- **Your task**:
All entries below are to be returned in full, exactly as they stand.

- **Entries shown**:
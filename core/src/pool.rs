//! Reusable object pool with scoped acquire and guaranteed release.
//!
//! # Design
//! `Pool::acquire` hands out a `Pooled` guard that owns the value exclusively.
//! Values are reset on the way out of the pool, so a caller never sees state
//! left by a previous call, and again on release so large bodies are not kept
//! alive while idle. Release happens in `Drop`; there is no other way to
//! return a value, and the guard's borrow stops it from being used afterwards.
//!
//! The pool only trades allocations for a mutex; nothing depends on a value
//! actually being reused. It keeps at most `capacity` idle values and drops
//! the rest.

use std::mem;
use std::ops::{Deref, DerefMut};
use std::sync::{Mutex, MutexGuard, PoisonError};

/// Restore a value to its freshly-constructed state.
pub trait Reset {
    fn reset(&mut self);
}

#[derive(Debug)]
pub struct Pool<T> {
    idle: Mutex<Vec<T>>,
    capacity: usize,
}

impl<T> Pool<T> {
    pub const fn new(capacity: usize) -> Self {
        Self {
            idle: Mutex::new(Vec::new()),
            capacity,
        }
    }

    /// Number of values currently waiting for reuse.
    pub fn idle(&self) -> usize {
        self.lock().len()
    }

    // A panic while the lock is held cannot leave a half-reset value behind:
    // values are only pushed or popped whole.
    fn lock(&self) -> MutexGuard<'_, Vec<T>> {
        self.idle.lock().unwrap_or_else(PoisonError::into_inner)
    }
}

impl<T: Default + Reset> Pool<T> {
    pub fn acquire(&self) -> Pooled<'_, T> {
        let mut value = self.lock().pop().unwrap_or_default();
        value.reset();
        Pooled { pool: self, value }
    }

    fn release(&self, mut value: T) {
        value.reset();
        let mut idle = self.lock();
        if idle.len() < self.capacity {
            idle.push(value);
        }
    }
}

/// Exclusive handle to a pooled value. Returns the value on drop.
#[derive(Debug)]
pub struct Pooled<'a, T: Default + Reset> {
    pool: &'a Pool<T>,
    value: T,
}

impl<T: Default + Reset> Deref for Pooled<'_, T> {
    type Target = T;

    fn deref(&self) -> &T {
        &self.value
    }
}

impl<T: Default + Reset> DerefMut for Pooled<'_, T> {
    fn deref_mut(&mut self) -> &mut T {
        &mut self.value
    }
}

impl<T: Default + Reset> Drop for Pooled<'_, T> {
    fn drop(&mut self) {
        let value = mem::take(&mut self.value);
        self.pool.release(value);
    }
}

- **Completed task**:
filename core/src/pool.rs
//! Reusable object pool with scoped acquire and guaranteed release.
//!
//! # Design
//! `Pool::acquire` hands out a `Pooled` guard that owns the value exclusively.
//! Values are reset on the way out of the pool, so a caller never sees state
//! left by a previous call, and again on release so large bodies are not kept
//! alive while idle. Release happens in `Drop`; there is no other way to
//! return a value, and the guard's borrow stops it from being used afterwards.
//!
//! The pool only trades allocations for a mutex; nothing depends on a value
//! actually being reused. It keeps at most `capacity` idle values and drops
//! the rest.

use std::mem;
use std::ops::{Deref, DerefMut};
use std::sync::{Mutex, MutexGuard, PoisonError};

/// Restore a value to its freshly-constructed state.
pub trait Reset {
    fn reset(&mut self);
}

#[derive(Debug)]
pub struct Pool<T> {
    idle: Mutex<Vec<T>>,
    capacity: usize,
}

impl<T> Pool<T> {
    pub const fn new(capacity: usize) -> Self {
        Self {
            idle: Mutex::new(Vec::new()),
            capacity,
        }
    }

    /// Number of values currently waiting for reuse.
    pub fn idle(&self) -> usize {
        self.lock().len()
    }

    // A panic while the lock is held cannot leave a half-reset value behind:
    // values are only pushed or popped whole.
    fn lock(&self) -> MutexGuard<'_, Vec<T>> {
        self.idle.lock().unwrap_or_else(PoisonError::into_inner)
    }
}

impl<T: Default + Reset> Pool<T> {
    pub fn acquire(&self) -> Pooled<'_, T> {
        let mut value = self.lock().pop().unwrap_or_default();
        value.reset();
        Pooled { pool: self, value }
    }

    fn release(&self, mut value: T) {
        value.reset();
        let mut idle = self.lock();
        if idle.len() < self.capacity {
            idle.push(value);
        }
    }
}

/// Exclusive handle to a pooled value. Returns the value on drop.
#[derive(Debug)]
pub struct Pooled<'a, T: Default + Reset> {
    pool: &'a Pool<T>,
    value: T,
}

impl<T: Default + Reset> Deref for Pooled<'_, T> {
    type Target = T;

    fn deref(&self) -> &T {
        &self.value
    }
}

impl<T: Default + Reset> DerefMut for Pooled<'_, T> {
    fn deref_mut(&mut self) -> &mut T {
        &mut self.value
    }
}

impl<T: Default + Reset> Drop for Pooled<'_, T> {
    fn drop(&mut self) {
        let value = mem::take(&mut self.value);
        self.pool.release(value);
    }
}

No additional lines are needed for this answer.